Exercise requirements
Count the lines below that include "requires". Only the number should be given.

** Data records follows **

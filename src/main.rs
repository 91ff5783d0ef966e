use anyhow::{Context, Result, bail};
use clap::{Parser, ValueEnum};
use tripeaks_solver::{
    action::{Solution, format_actions, format_solution},
    board::{Board, Deck, Opening, Pyramid},
    card::parse_ranks,
    samples,
    solver::{SolveOptions, SolveResult, solve_with},
};

use std::io::{IsTerminal, Write, stderr, stdout};
use std::sync::{
    Arc,
    atomic::{AtomicBool, AtomicU64, Ordering},
};
use std::time::Duration;

#[derive(Parser)]
#[command(author, version, about)]
struct Cli {
    /// Built-in sample deal to solve (1-6)
    #[arg(short = 'S', long, value_name = "NUM", conflicts_with_all = ["pyramid", "deck"])]
    sample: Option<usize>,
    /// The 28 pyramid ranks, peaks first and base last (e.g. "K,7,J,6,6,...")
    #[arg(short, long, value_name = "RANKS", requires = "deck")]
    pyramid: Option<String>,
    /// Deck ranks in draw order
    #[arg(short, long, value_name = "RANKS", requires = "pyramid")]
    deck: Option<String>,
    /// How the first card is played
    #[arg(short, long, value_enum, default_value_t = OpeningArg::Free)]
    opening: OpeningArg,
    /// Max states to explore before stopping
    #[arg(short = 's', long, value_name = "NUM")]
    max_states: Option<u64>,
    /// Stop searching after this many seconds
    #[arg(short, long, value_name = "SECS")]
    time_limit: Option<u64>,
    /// Search the first moves on all cores
    #[arg(short = 'j', long)]
    parallel: bool,
    /// Expand every configuration, even ones already seen (slow)
    #[arg(long)]
    no_memo: bool,
    /// Print only the summary, not every solution
    #[arg(short, long)]
    quiet: bool,
    /// Print solutions as a compact move grid
    #[arg(short, long)]
    compact: bool,
    /// Preview the deal without solving
    #[arg(long)]
    preview: bool,
}

#[derive(Debug, Clone, Copy, PartialEq, Eq, ValueEnum)]
enum OpeningArg {
    /// Any free pyramid card or the first deck card may be played first
    Free,
    /// The first deck card is turned up before play starts
    Stock,
}

impl From<OpeningArg> for Opening {
    fn from(value: OpeningArg) -> Self {
        match value {
            OpeningArg::Free => Opening::Free,
            OpeningArg::Stock => Opening::Stock,
        }
    }
}

fn main() -> Result<()> {
    let cli = Cli::parse();

    let mut board = if let Some(number) = cli.sample {
        samples::sample(number)?
    } else if let (Some(pyramid), Some(deck)) = (&cli.pyramid, &cli.deck) {
        let ranks = parse_ranks(pyramid).context("Failed to parse pyramid")?;
        let pyramid = Pyramid::tripeaks(&ranks)?;
        let deck = Deck::parse(deck).context("Failed to parse deck")?;
        Board::new(pyramid, deck)
    } else {
        bail!("No deal provided; use `--sample` or `--pyramid` with `--deck`.");
    };
    board.set_opening(cli.opening.into());

    println!("{}\n", board.pretty_print());
    if cli.preview {
        return Ok(());
    }

    let options = SolveOptions {
        memoize: !cli.no_memo,
        parallel: cli.parallel,
        max_states: cli.max_states,
        time_limit: cli.time_limit.map(Duration::from_secs),
    };
    let result = if cli.quiet {
        with_spinner("Solving the game...", || {
            solve_with(&board, &options, |_| {})
        })?
    } else {
        let found = AtomicU64::new(0);
        solve_with(&board, &options, |solution| {
            print_solution(&found, solution, cli.compact)
        })?
    };
    print_summary(&result);

    Ok(())
}

fn print_solution(found: &AtomicU64, solution: &Solution, compact: bool) {
    let number = found.fetch_add(1, Ordering::Relaxed) + 1;
    let body = if compact {
        format_actions(&solution.actions())
    } else {
        format_solution(solution)
    };
    let mut handle = stdout().lock();
    let _ = writeln!(handle, "#{number} ({} moves)\n{body}", solution.len());
    let _ = handle.flush();
}

fn print_summary(result: &SolveResult) {
    for line in summary_lines(result) {
        println!("{line}");
    }
}

fn summary_lines(result: &SolveResult) -> Vec<String> {
    let SolveResult {
        count,
        states,
        max_depth,
        elapsed,
        truncated,
        ..
    } = result;
    let secs = elapsed.as_secs();
    let time = if secs < 90 {
        format!("{secs}.{:03}s", elapsed.subsec_millis())
    } else {
        format!("{}m {}s", secs / 60, secs % 60)
    };
    let mut lines = Vec::new();
    match (*count, *truncated) {
        (0, false) => lines.push(format!("✗ No solutions found. Time: {time}, States: {states}")),
        (0, true) => lines.push(format!(
            "✗ No solutions found before the limit was reached. Time: {time}, States: {states}"
        )),
        (1, _) => lines.push(format!(
            "✓ 1 solution found. Time: {time}, States: {states}, Depth: {max_depth}"
        )),
        (count, _) => lines.push(format!(
            "✓ {count} solutions found. Time: {time}, States: {states}, Depth: {max_depth}"
        )),
    }
    if *truncated && *count > 0 {
        lines.push("⚠ Search stopped at the state or time limit; results are partial.".into());
    }
    lines
}

/// Runs `solve` while a spinner on stderr shows that the search is still going.
fn with_spinner<T, F: FnOnce() -> T>(message: &str, solve: F) -> T {
    if !stderr().is_terminal() {
        return solve();
    }

    let spinning = Arc::new(AtomicBool::new(true));
    let handle = {
        let spinning = Arc::clone(&spinning);
        let message = message.to_string();
        std::thread::spawn(move || {
            let mut err = stderr().lock();
            let _ = write!(err, "\x1b[?25l"); // hide cursor
            for frame in ['|', '/', '-', '\\'].into_iter().cycle() {
                if !spinning.load(Ordering::Relaxed) {
                    break;
                }
                let _ = write!(err, "\r{frame} {message}");
                let _ = err.flush();
                std::thread::sleep(Duration::from_millis(100));
            }
            let _ = write!(err, "\r\x1b[2K\r\x1b[?25h"); // clear line, show cursor
            let _ = err.flush();
        })
    };

    let result = solve();
    spinning.store(false, Ordering::Relaxed);
    let _ = handle.join();
    result
}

** End of Data records **

Result of the exercise
2